Even in a bear market, buying a single share of Warren Buffett’s holding company is unrealistic for most. Amazon and Google — both of which saw their stock prices soar above $1,000 in the last few years — look affordable by comparison but are still out of reach for a large demographic. The high costs of these shares are ultimately a barrier for investors who want to take part in the growth these companies usually see.
As part of a broader attempt to give the average investor more access, we’re seeing a new approach emerge: fractional trading. Just as fractional ownership has become a trend — from clothing with projects like Rent the Runway, to real estate, where fractionable purchases are replacing timeshares — fractional investing is a new way to democratize investment. And it’s making it possible for smaller players to capitalize on the successes of market monoliths.

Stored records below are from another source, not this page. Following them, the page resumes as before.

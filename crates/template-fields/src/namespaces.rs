//! Reserved namespaces and attribute keys.

/// Namespace of template elements and reserved attributes.
pub const NS_TEMPLATES: &str = "http://www.adnotatio.org/ns/templates#";

/// XHTML namespace; attributes in it are passed to widgets by local name.
pub const NS_XHTML: &str = "http://www.w3.org/1999/xhtml/";

macro_rules! reserved {
    ($($(#[$doc:meta])* $name:ident = $local:literal;)*) => {
        $(
            $(#[$doc])*
            pub const $name: &str = concat!("http://www.adnotatio.org/ns/templates#", $local);
        )*
    };
}

reserved! {
    /// URI of the source tag, filled in when a field is created.
    TAG_URI = "tag";
    /// Field name.
    ATTR_NAME = "name";
    /// Default value.
    ATTR_VALUE = "value";
    /// Literal label.
    ATTR_LABEL = "label";
    /// Message key of a localized label.
    ATTR_LABEL_KEY = "labelKey";
    /// Title, the last label fallback.
    ATTR_TITLE = "title";
    /// Target field of a clear button.
    ATTR_FOR = "for";
    /// Initial state of checkboxes and radio buttons.
    ATTR_CHECKED = "checked";
    /// Initial state of disclosure panels.
    ATTR_OPEN = "open";
    /// Style class of header panels.
    ATTR_SWITCH = "switch";
    /// Selects a tab when it is added.
    ATTR_SELECTED = "selected";
    /// Inline hyperlinks.
    ATTR_INLINE = "inline";
    /// History token of hyperlinks.
    ATTR_TOKEN = "token";
    /// Whether a clear button also clears descendants.
    ATTR_CHILDREN = "children";
    /// Template rendered by a view.
    ATTR_TEMPLATE = "template";
    /// The template element.
    TAG_TEMPLATE = "template";
    /// Disclosure header element.
    TAG_HEADER = "header";
}

/// Build the reserved URI of a local name.
pub fn reserved(local: &str) -> String {
    format!("{}{}", NS_TEMPLATES, local)
}

/// Check whether `uri` lives in the reserved namespace.
pub fn is_reserved(uri: &str) -> bool {
    uri.starts_with(NS_TEMPLATES)
}
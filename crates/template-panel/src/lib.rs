//! XML form templates.
//!
//! A [`TemplatePanelBuilder`] compiles every template once into a cache of
//! static markup runs and field elements. Building a panel replays the cache
//! through a [`TemplatePanelGenerator`], which creates the fields, merges
//! the markup of each container with placeholder markers and finally
//! splices the widgets into the document.
//!
//! ```ignore
//! let mut builder = TemplatePanelBuilder::new(FieldRegistry::new());
//! builder.add_templates(&template_xml::parse_document(xml)?);
//! let mut doc = MemoryDocument::new();
//! let panel = builder.build_panel("login", &mut doc)?;
//! ```

mod builder;
mod error;
mod generator;
mod source;
mod splice;

pub use builder::{TemplateCache, TemplatePanelBuilder};
pub use error::{PanelError, PanelErrorCode, PanelResult};
pub use generator::TemplatePanelGenerator;
pub use source::{element_attributes, ElementCache, TemplateSource};
pub use splice::splice;
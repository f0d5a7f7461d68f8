//! Error types for XML parsing.

use std::fmt;

/// Result type for XML operations.
pub type XmlResult<T> = Result<T, XmlError>;

/// An error that occurred while parsing XML.
#[derive(Debug, Clone, PartialEq, Eq)]
pub struct XmlError {
    /// The error message.
    pub message: String,
    /// 1-based line of the offending token.
    pub line: u32,
    /// 1-based column of the offending token.
    pub column: u32,
    /// The error code.
    pub code: XmlErrorCode,
}

impl XmlError {
    /// Create a new XML error.
    pub fn new(message: impl Into<String>, line: u32, column: u32, code: XmlErrorCode) -> Self {
        Self {
            message: message.into(),
            line,
            column,
            code,
        }
    }

    /// Create an error at a byte offset of `text`.
    pub fn at(text: &str, offset: usize, message: impl Into<String>, code: XmlErrorCode) -> Self {
        let (line, column) = line_column(text, offset);
        Self::new(message, line, column, code)
    }

    /// Wrap a tokenizer error.
    pub fn syntax(err: xmlparser::Error) -> Self {
        let pos = err.pos();
        Self::new(err.to_string(), pos.row, pos.col, XmlErrorCode::Syntax)
    }
}

fn line_column(text: &str, offset: usize) -> (u32, u32) {
    let before = &text[..offset.min(text.len())];
    let line = before.matches('\n').count() + 1;
    let column = before
        .rfind('\n')
        .map_or(before.chars().count(), |idx| before[idx + 1..].chars().count())
        + 1;
    (line as u32, column as u32)
}

impl fmt::Display for XmlError {
    fn fmt(&self, f: &mut fmt::Formatter<'_>) -> fmt::Result {
        write!(f, "{} at {}:{}", self.message, self.line, self.column)
    }
}

impl std::error::Error for XmlError {}

/// Error codes for XML parsing.
#[derive(Debug, Clone, Copy, PartialEq, Eq, Hash)]
pub enum XmlErrorCode {
    /// Malformed markup rejected by the tokenizer.
    Syntax,
    /// Close tag that does not match the open element.
    MismatchedTag,
    /// Element still open at the end of input.
    UnclosedElement,
    /// Prefix used without an `xmlns` declaration in scope.
    UnboundPrefix,
    /// Unknown or malformed entity reference.
    InvalidEntity,
    /// Document without a root element.
    MissingRoot,
}

impl XmlErrorCode {
    /// Get the error code as a string.
    pub fn as_str(&self) -> &'static str {
        match self {
            Self::Syntax => "syntax",
            Self::MismatchedTag => "mismatched-tag",
            Self::UnclosedElement => "unclosed-element",
            Self::UnboundPrefix => "unbound-prefix",
            Self::InvalidEntity => "invalid-entity",
            Self::MissingRoot => "missing-root",
        }
    }
}

impl fmt::Display for XmlErrorCode {
    fn fmt(&self, f: &mut fmt::Formatter<'_>) -> fmt::Result {
        write!(f, "{}", self.as_str())
    }
}

#[cfg(test)]
mod tests {
    use super::*;

    #[test]
    fn test_line_column() {
        assert_eq!(line_column("abc", 0), (1, 1));
        assert_eq!(line_column("ab\ncd", 4), (2, 2));
    }
}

What Fractional Trading Brings to the Investment Table
As a practice, investing in shares has always been technically fractional: You buy one share and own a fraction of a company. Brokerages or institutions like Charles Schwab and Square are taking it further. These companies facilitate fractional trading by buying entire shares and dividing them up across multiple accounts. Schwab, for instance, enables investors to buy fractional shares of any S&P 500 index component stock for just $5. Square will permit investments of as little as $1 into Berkshire's A shares.

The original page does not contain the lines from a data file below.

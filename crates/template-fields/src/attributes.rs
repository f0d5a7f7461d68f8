//! Field attributes.

use crate::namespaces::NS_XHTML;
use indexmap::IndexMap;
use smol_str::SmolStr;

/// Attributes captured from a template tag, keyed by attribute URI.
#[derive(Debug, Clone, Default, PartialEq, Eq)]
pub struct Attributes {
    map: IndexMap<SmolStr, String>,
}

impl Attributes {
    /// Create an empty attribute set.
    pub fn new() -> Self {
        Self::default()
    }

    /// Get an attribute value.
    pub fn get(&self, uri: &str) -> Option<&str> {
        self.map.get(uri).map(String::as_str)
    }

    /// Get a boolean attribute; `true`, `yes`, `1` and `checked` are true.
    pub fn get_bool(&self, uri: &str, default: bool) -> bool {
        match self.get(uri) {
            Some(value) => matches!(value, "true" | "yes" | "1" | "checked"),
            None => default,
        }
    }

    /// Set an attribute, returning the previous value.
    pub fn insert(&mut self, uri: impl Into<SmolStr>, value: impl Into<String>) -> Option<String> {
        self.map.insert(uri.into(), value.into())
    }

    /// Check whether an attribute is present.
    pub fn contains(&self, uri: &str) -> bool {
        self.map.contains_key(uri)
    }

    /// Iterate over `(uri, value)` pairs in insertion order.
    pub fn iter(&self) -> impl Iterator<Item = (&str, &str)> {
        self.map.iter().map(|(k, v)| (k.as_str(), v.as_str()))
    }

    /// Number of attributes.
    pub fn len(&self) -> usize {
        self.map.len()
    }

    /// Check if there are no attributes.
    pub fn is_empty(&self) -> bool {
        self.map.is_empty()
    }

    /// Attributes that are copied onto the widget element, by DOM name.
    pub fn widget_attributes(&self) -> impl Iterator<Item = (&str, &str)> {
        self.iter()
            .filter_map(|(uri, value)| widget_attribute_name(uri).map(|name| (name, value)))
    }
}

impl<K: Into<SmolStr>, V: Into<String>> FromIterator<(K, V)> for Attributes {
    fn from_iter<I: IntoIterator<Item = (K, V)>>(iter: I) -> Self {
        Self {
            map: iter
                .into_iter()
                .map(|(k, v)| (k.into(), v.into()))
                .collect(),
        }
    }
}

/// DOM attribute name of an attribute URI, `None` when it must not reach
/// the widget.
///
/// XHTML attributes keep their local name, any other namespaced URI
/// (reserved attributes included) is dropped, plain names pass through.
pub fn widget_attribute_name(uri: &str) -> Option<&str> {
    if let Some(local) = uri.strip_prefix(NS_XHTML) {
        return Some(local);
    }
    if uri.contains('#') || uri.contains('/') {
        return None;
    }
    Some(uri)
}

#[cfg(test)]
mod tests {
    use super::*;
    use crate::namespaces::{ATTR_NAME, ATTR_OPEN};
    use pretty_assertions::assert_eq;

    #[test]
    fn test_get_bool() {
        let attrs: Attributes = [(ATTR_OPEN, "yes"), ("a", "no")].into_iter().collect();
        assert!(attrs.get_bool(ATTR_OPEN, false));
        assert!(!attrs.get_bool("a", true));
        assert!(attrs.get_bool("missing", true));
    }

    #[test]
    fn test_widget_attributes() {
        let attrs: Attributes = [
            (ATTR_NAME, "x"),
            ("class", "wide"),
            ("http://www.w3.org/1999/xhtml/style", "color: red"),
            ("urn:other#foo", "bar"),
            ("http://www.w3.org/2000/xmlns/t", "urn:t"),
        ]
        .into_iter()
        .collect();
        let passed: Vec<_> = attrs.widget_attributes().collect();
        assert_eq!(passed, vec![("class", "wide"), ("style", "color: red")]);
    }
}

Fractional trading gives average investors more opportunity to diversify the funds they allocate to the stock market. For instance, instead of putting $2,000 into just one stock, they can distribute it across several companies.
The benefits go beyond the individual. As the markets open up to a larger audience of investors, it adds capital to the system and helps create liquidity for companies that can reinvest funds into jobs, development, and communities.
Fractional trading may be an important tool for opening up public markets, but it can’t solve the broader participation issue alone. It may facilitate funding into larger companies, but there’s still much to be done to enable investors to access growth-stage companies. These companies used to frequently access the public markets, but many tend to remain private today due to the appeal of venture capital or the increased regulatory burden that makes it difficult to list on an exchange.
What it does do, however, is show us that investors do have a deeper desire for more involvement in public markets.
The Average Investor Wants to Actively Engage With the Markets
There’s a perception that Wall Street is an insider’s game and the average retail investor — who can’t access sophisticated algorithms, investment bank analysts or Fortune 500 executives — is disadvantaged. But that hasn’t stopped people from finding other ways to make their money work for them.
In recent years, public interest in cryptocurrencies, security tokens and crowdfunding has shown that individuals are eager to engage with financial tools that resemble public markets, improving their opportunity to access bigger returns. The same can be said for the growth of initiatives like AngelList, which democratizes startup funding and enables people to invest in a growth-stage opportunity that’s typically reserved for high net worth individuals and VC firms.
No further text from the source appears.